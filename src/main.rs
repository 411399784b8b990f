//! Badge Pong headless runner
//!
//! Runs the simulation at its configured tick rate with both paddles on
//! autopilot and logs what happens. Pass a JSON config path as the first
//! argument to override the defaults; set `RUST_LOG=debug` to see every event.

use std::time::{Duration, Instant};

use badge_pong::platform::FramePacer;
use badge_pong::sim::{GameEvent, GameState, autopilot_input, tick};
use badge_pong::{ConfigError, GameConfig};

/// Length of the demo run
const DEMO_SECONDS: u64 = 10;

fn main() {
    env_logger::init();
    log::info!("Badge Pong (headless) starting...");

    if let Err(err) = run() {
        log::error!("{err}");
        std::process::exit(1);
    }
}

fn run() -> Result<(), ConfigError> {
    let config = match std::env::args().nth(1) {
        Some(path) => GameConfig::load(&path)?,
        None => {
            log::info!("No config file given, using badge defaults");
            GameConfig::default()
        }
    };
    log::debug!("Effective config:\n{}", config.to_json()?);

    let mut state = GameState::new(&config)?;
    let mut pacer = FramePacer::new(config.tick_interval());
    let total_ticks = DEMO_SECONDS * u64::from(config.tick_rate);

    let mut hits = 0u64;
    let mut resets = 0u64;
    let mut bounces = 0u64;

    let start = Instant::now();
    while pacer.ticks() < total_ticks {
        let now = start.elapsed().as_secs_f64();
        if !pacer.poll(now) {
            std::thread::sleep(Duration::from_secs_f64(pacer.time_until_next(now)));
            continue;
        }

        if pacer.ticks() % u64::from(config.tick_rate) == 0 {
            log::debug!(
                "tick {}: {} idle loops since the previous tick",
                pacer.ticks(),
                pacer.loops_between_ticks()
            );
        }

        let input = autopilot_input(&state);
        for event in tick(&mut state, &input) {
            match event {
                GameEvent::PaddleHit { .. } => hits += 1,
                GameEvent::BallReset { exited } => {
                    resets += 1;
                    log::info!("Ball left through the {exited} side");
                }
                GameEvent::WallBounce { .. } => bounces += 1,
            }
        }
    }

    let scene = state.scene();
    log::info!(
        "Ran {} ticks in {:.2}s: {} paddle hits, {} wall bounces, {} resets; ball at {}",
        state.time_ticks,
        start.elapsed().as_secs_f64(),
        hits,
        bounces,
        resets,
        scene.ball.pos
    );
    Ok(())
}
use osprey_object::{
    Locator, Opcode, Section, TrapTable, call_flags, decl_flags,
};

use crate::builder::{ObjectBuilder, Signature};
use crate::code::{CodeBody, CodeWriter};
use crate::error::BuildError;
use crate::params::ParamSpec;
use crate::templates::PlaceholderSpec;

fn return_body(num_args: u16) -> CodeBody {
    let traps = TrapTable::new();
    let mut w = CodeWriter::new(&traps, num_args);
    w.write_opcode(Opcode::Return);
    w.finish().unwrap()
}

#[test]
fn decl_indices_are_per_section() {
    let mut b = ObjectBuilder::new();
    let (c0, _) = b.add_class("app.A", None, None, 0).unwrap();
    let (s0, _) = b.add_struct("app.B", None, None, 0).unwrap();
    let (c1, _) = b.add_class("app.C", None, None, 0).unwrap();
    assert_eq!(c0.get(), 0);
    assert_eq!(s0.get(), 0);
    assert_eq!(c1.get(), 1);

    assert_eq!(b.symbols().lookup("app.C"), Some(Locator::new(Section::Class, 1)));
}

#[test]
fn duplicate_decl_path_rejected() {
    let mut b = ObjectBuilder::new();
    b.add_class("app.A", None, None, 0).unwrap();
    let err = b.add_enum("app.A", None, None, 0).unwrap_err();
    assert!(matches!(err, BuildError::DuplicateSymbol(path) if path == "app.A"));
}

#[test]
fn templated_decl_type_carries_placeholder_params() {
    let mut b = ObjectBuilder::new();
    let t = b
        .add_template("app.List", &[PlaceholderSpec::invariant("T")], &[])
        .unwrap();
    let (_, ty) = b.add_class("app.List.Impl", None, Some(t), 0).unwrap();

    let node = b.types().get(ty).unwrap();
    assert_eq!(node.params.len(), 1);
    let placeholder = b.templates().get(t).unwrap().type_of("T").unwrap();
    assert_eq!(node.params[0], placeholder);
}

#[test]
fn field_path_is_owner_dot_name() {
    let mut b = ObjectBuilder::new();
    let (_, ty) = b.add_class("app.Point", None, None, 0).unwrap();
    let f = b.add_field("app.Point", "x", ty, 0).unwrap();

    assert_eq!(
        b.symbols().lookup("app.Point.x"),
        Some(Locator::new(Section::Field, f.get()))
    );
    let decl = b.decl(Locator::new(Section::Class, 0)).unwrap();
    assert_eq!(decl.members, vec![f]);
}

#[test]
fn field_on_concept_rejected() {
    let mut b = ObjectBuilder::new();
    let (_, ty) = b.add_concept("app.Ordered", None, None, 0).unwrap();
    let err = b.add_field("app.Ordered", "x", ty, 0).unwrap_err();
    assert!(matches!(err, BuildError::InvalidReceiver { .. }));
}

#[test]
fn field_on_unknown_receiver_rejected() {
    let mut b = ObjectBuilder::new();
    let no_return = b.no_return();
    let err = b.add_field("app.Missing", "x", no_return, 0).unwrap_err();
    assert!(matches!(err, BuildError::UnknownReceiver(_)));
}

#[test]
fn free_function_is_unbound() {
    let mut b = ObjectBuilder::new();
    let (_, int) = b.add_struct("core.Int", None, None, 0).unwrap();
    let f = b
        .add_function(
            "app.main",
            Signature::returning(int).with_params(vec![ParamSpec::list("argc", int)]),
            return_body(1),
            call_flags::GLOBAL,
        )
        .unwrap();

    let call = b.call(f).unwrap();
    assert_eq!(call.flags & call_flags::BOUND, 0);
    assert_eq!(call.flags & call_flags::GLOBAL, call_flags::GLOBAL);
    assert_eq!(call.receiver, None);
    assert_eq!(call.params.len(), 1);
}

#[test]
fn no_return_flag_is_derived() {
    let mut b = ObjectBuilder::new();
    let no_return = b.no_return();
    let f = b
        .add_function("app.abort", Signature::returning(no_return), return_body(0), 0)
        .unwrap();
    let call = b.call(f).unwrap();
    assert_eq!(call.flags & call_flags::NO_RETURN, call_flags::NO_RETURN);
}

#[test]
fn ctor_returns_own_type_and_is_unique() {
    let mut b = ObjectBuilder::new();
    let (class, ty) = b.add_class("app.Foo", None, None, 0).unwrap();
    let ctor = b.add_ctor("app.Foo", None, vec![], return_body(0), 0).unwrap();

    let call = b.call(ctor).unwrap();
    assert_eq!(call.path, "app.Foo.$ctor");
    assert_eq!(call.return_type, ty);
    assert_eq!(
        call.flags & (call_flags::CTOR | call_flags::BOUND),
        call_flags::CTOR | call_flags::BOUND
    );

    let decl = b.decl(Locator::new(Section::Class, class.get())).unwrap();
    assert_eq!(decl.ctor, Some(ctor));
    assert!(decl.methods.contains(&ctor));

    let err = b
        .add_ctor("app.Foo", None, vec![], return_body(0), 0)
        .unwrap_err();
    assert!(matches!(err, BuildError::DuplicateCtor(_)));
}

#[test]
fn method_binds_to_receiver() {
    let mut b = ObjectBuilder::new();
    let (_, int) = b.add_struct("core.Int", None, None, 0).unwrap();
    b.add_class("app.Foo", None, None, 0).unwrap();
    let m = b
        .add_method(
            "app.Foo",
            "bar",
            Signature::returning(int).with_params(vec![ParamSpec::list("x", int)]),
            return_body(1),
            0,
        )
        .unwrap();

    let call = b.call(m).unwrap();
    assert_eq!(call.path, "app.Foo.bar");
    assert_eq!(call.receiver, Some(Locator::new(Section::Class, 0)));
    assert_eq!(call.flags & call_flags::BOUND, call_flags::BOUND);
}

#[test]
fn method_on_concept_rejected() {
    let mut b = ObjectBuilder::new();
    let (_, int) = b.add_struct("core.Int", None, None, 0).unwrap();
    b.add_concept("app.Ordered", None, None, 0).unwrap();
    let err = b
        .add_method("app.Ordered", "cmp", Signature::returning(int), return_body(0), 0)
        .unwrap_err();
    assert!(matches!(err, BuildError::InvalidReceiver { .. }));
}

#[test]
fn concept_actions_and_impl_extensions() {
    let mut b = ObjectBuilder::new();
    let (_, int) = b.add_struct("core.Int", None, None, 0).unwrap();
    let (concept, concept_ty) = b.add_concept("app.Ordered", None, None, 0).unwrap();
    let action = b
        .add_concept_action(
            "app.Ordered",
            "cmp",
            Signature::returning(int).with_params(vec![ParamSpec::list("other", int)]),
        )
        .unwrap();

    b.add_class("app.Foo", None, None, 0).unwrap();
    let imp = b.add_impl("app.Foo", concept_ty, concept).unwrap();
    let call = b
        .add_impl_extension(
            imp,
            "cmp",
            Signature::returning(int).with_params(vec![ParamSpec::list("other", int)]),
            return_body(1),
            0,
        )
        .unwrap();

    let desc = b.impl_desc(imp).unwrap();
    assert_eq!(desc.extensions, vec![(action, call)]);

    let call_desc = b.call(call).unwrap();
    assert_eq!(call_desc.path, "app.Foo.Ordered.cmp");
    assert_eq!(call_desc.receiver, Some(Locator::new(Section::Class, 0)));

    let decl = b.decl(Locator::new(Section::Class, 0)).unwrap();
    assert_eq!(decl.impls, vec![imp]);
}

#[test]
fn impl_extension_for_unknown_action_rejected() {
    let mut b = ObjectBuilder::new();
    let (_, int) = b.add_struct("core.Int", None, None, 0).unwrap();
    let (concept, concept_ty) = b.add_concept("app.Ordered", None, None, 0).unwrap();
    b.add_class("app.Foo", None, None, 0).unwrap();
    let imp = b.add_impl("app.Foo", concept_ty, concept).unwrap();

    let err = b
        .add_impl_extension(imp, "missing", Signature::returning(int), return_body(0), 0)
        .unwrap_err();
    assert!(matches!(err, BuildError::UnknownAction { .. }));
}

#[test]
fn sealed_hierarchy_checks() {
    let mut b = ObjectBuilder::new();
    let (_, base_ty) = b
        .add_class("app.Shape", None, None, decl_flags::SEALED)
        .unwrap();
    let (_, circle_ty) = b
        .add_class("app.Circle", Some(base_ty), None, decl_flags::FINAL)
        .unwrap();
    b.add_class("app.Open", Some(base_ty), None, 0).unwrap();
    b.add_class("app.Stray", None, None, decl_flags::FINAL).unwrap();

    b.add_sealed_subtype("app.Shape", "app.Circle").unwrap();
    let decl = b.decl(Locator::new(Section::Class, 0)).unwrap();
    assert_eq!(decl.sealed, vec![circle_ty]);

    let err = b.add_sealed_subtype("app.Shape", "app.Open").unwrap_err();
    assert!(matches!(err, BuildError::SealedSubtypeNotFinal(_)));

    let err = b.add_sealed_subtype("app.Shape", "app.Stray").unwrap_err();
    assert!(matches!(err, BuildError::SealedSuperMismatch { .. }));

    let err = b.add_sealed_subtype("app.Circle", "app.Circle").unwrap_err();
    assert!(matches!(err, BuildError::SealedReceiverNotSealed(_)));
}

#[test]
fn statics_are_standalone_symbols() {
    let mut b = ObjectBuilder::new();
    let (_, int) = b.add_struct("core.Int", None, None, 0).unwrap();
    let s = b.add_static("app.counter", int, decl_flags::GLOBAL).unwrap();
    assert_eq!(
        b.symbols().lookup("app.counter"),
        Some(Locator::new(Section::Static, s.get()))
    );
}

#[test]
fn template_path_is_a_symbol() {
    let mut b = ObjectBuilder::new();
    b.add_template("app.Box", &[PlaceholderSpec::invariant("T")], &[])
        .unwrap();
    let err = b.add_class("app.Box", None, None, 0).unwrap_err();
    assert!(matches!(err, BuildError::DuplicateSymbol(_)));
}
* * *
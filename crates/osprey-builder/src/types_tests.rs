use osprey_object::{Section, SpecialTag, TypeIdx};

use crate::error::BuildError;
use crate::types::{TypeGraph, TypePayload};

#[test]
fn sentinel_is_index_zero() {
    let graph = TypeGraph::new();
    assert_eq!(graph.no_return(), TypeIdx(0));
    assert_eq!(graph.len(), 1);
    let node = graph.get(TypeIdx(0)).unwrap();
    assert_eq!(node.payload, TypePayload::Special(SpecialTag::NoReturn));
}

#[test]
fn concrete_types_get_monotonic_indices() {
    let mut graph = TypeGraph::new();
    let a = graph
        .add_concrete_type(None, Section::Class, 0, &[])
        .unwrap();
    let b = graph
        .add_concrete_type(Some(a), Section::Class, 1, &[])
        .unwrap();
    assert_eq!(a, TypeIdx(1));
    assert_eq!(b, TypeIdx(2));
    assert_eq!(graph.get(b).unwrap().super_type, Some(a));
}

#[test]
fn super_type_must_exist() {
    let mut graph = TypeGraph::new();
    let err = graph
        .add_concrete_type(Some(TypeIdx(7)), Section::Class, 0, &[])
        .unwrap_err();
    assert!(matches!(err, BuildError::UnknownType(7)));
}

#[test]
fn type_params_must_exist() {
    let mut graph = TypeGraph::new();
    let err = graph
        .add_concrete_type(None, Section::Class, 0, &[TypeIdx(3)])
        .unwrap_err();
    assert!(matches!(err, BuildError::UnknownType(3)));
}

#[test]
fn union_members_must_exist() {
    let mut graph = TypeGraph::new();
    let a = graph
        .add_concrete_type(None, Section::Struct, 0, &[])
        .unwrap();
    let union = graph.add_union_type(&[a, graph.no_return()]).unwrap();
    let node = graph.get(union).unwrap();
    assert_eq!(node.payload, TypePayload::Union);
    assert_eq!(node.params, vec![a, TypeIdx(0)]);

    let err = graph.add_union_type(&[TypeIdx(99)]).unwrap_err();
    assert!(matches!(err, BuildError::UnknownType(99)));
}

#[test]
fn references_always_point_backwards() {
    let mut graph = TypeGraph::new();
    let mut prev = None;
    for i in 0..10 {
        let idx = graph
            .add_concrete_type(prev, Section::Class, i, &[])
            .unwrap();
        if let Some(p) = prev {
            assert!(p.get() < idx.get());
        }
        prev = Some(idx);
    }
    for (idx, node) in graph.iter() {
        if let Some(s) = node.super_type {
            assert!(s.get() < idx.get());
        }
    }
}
--
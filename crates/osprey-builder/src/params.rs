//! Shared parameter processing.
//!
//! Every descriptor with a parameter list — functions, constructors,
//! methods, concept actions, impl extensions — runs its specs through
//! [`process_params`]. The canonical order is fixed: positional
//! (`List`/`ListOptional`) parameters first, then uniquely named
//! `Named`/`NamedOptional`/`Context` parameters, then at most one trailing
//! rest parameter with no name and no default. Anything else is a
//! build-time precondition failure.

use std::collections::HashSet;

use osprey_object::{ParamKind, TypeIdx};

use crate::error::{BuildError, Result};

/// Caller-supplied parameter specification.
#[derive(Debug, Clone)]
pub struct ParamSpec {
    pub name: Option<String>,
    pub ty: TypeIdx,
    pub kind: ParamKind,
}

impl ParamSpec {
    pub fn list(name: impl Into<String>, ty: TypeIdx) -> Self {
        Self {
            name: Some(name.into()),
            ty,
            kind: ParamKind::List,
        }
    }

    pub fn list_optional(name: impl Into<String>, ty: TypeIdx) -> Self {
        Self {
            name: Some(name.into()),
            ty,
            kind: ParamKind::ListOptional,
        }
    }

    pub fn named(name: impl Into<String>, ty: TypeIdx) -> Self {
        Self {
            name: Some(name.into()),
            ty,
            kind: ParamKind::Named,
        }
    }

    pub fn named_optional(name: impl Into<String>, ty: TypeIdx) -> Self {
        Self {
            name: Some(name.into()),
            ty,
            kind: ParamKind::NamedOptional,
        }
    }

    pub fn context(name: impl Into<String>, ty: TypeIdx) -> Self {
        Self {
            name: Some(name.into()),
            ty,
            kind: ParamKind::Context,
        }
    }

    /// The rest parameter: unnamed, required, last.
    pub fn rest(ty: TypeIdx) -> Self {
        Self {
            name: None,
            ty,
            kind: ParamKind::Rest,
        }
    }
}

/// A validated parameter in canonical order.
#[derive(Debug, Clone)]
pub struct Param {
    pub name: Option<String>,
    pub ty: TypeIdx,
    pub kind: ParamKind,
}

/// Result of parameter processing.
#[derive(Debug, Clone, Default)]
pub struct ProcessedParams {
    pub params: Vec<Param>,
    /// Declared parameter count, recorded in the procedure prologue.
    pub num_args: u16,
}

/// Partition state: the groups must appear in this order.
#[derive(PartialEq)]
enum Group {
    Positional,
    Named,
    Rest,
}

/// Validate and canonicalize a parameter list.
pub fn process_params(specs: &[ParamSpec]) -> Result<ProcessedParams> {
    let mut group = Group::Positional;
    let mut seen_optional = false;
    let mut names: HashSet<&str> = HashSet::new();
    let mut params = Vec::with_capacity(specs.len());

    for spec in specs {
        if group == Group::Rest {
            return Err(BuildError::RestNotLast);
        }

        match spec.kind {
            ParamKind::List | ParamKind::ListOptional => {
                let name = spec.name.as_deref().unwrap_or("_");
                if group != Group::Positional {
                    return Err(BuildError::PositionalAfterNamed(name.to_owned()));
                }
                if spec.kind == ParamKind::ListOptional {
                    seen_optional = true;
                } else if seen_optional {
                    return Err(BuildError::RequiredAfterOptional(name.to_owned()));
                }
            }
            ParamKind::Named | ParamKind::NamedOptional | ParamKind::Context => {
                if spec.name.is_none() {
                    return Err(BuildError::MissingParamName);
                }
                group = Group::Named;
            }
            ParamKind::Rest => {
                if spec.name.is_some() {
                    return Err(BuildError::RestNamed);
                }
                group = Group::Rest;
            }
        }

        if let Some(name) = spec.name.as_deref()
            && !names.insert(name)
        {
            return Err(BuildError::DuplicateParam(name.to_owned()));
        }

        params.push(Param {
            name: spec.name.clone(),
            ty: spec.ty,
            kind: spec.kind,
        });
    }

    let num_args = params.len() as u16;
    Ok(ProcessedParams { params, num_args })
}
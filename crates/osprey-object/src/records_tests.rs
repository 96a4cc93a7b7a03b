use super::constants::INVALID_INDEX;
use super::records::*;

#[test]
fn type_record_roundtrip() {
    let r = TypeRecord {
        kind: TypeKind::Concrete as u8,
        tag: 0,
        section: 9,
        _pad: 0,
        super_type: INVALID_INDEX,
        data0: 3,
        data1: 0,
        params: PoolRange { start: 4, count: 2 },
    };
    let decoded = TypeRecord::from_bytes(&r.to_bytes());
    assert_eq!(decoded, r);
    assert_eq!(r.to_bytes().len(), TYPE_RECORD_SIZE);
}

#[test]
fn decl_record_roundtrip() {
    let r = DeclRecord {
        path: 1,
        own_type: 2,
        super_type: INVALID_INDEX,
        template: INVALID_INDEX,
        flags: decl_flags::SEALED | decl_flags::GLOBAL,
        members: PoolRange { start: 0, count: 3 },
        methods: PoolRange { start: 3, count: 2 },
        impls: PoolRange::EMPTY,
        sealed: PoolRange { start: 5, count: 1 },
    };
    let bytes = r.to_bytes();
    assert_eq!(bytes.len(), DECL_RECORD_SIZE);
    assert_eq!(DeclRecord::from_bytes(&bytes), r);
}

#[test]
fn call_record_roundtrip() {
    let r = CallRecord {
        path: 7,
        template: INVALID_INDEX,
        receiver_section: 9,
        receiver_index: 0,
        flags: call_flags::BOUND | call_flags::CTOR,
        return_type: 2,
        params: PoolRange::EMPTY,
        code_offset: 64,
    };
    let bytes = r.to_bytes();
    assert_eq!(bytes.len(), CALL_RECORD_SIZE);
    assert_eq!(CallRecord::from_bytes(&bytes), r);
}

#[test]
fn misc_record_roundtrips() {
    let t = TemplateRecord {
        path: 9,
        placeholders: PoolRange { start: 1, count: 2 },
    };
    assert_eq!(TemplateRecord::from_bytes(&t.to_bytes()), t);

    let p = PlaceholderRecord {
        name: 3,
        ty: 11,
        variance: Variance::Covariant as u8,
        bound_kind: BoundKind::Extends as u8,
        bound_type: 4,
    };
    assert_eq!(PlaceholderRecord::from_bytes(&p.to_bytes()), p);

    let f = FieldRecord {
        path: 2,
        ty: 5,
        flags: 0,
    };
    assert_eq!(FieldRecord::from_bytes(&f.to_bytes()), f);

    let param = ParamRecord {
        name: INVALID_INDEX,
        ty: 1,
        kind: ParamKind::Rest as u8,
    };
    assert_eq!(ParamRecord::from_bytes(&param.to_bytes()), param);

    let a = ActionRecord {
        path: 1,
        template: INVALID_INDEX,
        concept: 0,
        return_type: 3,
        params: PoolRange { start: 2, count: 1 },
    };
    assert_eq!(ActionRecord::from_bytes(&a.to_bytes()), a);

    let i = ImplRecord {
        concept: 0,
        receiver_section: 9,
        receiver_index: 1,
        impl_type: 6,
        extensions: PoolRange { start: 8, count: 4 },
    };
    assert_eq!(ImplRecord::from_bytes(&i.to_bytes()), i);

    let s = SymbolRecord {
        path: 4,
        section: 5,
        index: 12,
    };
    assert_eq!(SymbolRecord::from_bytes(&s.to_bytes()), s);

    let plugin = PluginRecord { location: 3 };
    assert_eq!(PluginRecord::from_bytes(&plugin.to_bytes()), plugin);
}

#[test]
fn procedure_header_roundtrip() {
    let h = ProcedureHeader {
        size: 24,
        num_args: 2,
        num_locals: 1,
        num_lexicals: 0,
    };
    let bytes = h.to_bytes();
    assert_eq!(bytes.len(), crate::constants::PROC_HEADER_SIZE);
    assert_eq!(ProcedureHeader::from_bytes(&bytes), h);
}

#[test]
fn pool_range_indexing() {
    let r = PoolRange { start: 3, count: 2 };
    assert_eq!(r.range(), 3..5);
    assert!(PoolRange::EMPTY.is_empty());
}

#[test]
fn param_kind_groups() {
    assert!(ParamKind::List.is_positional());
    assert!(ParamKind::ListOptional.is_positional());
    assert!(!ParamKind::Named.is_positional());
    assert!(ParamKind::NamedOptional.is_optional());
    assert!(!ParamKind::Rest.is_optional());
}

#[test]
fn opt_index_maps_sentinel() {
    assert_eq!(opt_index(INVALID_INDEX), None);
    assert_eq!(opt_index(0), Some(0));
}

● Problem description
Among the entries, count how many lines hold the string "ProcessedParams", then state only that number.

● Expected answer
3